» **THE TASK**
Your answer must hold only the lines below from the line containing "given the previous frame" through the line containing "if chopped_k >", each reproduced exactly.
*** Begin section ***
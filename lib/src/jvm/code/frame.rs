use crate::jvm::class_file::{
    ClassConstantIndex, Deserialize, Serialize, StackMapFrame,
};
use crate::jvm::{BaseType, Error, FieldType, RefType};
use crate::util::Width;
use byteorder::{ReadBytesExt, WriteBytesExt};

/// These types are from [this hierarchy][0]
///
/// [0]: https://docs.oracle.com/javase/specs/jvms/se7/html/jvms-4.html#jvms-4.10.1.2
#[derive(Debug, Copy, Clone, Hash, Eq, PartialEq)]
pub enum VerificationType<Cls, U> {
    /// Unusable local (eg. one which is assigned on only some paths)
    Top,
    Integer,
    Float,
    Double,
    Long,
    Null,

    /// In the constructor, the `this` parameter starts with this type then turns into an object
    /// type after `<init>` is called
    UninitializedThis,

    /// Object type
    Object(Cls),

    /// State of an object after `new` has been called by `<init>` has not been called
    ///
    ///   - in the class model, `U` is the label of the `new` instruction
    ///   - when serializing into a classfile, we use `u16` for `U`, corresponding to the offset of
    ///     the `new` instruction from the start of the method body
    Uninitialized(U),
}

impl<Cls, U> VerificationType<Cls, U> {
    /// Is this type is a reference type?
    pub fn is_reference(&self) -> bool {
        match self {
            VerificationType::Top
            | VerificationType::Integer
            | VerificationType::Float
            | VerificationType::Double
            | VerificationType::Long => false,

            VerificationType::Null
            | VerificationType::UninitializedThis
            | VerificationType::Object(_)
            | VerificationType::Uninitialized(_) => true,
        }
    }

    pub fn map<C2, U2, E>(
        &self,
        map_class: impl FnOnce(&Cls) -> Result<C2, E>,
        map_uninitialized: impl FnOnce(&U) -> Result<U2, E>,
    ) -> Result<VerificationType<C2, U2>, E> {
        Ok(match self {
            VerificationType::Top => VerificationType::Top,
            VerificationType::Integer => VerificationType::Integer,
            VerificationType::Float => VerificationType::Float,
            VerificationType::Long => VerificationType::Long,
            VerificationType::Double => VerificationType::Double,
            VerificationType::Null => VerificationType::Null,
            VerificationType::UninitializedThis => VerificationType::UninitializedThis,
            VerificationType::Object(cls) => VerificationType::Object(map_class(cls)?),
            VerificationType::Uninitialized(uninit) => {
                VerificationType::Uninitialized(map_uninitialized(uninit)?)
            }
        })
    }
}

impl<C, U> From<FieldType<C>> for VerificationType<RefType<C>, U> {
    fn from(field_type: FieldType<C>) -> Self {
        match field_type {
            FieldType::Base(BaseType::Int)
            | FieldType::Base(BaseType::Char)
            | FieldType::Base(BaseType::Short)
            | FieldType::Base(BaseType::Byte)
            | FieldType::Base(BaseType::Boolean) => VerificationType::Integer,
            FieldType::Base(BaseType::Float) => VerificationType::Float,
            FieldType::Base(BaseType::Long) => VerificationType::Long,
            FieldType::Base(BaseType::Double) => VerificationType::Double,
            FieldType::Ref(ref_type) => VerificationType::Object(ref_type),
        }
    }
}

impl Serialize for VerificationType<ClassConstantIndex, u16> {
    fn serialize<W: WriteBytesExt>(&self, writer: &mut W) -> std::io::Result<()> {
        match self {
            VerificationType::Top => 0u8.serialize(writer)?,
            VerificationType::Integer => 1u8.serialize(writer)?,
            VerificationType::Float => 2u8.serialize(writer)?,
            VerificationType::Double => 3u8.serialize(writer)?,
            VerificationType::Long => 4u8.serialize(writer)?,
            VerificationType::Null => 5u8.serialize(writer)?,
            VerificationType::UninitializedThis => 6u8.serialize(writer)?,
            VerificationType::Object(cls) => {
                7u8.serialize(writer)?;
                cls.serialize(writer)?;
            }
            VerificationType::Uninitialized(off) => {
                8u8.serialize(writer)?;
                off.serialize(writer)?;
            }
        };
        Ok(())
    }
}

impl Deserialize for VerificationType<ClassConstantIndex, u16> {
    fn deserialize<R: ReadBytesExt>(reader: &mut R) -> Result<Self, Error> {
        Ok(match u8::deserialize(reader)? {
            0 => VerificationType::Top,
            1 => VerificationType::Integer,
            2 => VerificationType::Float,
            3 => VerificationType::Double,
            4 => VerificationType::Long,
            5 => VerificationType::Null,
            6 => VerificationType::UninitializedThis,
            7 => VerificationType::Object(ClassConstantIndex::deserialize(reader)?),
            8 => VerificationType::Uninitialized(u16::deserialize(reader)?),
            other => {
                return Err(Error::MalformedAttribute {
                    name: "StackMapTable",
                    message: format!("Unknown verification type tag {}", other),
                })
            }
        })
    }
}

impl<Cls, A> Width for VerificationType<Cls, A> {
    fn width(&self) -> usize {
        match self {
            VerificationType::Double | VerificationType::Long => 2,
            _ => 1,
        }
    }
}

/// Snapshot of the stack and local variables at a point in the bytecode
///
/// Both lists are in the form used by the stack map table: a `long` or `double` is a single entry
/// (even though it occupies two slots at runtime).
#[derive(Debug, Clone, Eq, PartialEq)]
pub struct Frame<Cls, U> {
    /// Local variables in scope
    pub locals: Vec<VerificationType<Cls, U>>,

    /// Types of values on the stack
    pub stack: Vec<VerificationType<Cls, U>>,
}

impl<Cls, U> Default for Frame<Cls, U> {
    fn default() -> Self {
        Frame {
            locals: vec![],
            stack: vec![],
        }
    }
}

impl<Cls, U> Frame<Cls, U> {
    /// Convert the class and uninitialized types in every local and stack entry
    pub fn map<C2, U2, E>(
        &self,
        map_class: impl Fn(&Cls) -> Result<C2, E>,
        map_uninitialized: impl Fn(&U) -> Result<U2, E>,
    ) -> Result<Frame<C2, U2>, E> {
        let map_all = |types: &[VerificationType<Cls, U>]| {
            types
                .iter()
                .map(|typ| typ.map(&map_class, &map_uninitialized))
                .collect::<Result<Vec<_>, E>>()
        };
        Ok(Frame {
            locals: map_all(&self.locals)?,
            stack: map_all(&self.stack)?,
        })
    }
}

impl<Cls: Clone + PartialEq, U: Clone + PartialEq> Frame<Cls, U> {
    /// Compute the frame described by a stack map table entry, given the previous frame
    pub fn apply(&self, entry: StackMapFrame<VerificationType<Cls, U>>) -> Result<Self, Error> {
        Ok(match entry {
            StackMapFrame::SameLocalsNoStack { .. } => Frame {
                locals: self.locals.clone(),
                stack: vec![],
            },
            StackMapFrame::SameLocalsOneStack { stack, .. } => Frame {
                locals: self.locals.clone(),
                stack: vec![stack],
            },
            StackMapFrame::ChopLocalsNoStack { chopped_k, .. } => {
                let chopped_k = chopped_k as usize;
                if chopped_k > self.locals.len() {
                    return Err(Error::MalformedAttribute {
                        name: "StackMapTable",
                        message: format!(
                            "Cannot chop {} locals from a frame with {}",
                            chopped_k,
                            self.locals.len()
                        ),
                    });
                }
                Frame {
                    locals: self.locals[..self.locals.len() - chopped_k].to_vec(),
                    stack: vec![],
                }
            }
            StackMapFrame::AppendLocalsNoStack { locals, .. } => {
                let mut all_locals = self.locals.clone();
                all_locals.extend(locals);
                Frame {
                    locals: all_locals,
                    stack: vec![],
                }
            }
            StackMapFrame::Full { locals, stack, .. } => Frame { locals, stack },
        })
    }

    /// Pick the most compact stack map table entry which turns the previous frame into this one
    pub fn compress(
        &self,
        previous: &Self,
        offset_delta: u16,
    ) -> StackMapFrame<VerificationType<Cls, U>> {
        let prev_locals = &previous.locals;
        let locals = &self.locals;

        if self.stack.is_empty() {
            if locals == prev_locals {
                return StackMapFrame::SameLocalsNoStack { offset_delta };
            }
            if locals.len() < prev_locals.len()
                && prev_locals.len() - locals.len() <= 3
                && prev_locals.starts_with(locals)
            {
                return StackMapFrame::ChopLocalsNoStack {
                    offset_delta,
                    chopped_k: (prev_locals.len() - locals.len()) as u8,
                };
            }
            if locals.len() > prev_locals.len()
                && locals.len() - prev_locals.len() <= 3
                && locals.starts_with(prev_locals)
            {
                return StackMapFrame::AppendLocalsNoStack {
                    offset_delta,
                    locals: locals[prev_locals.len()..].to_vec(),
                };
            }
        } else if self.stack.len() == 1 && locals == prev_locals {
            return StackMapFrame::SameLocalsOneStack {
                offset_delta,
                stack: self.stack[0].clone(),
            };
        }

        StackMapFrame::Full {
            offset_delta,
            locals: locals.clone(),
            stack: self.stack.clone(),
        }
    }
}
*** End section ***
» **SOLUTION**
    /// Compute the frame described by a stack map table entry, given the previous frame
    pub fn apply(&self, entry: StackMapFrame<VerificationType<Cls, U>>) -> Result<Self, Error> {
        Ok(match entry {
            StackMapFrame::SameLocalsNoStack { .. } => Frame {
                locals: self.locals.clone(),
                stack: vec![],
            },
            StackMapFrame::SameLocalsOneStack { stack, .. } => Frame {
                locals: self.locals.clone(),
                stack: vec![stack],
            },
            StackMapFrame::ChopLocalsNoStack { chopped_k, .. } => {
                let chopped_k = chopped_k as usize;
                if chopped_k > self.locals.len() {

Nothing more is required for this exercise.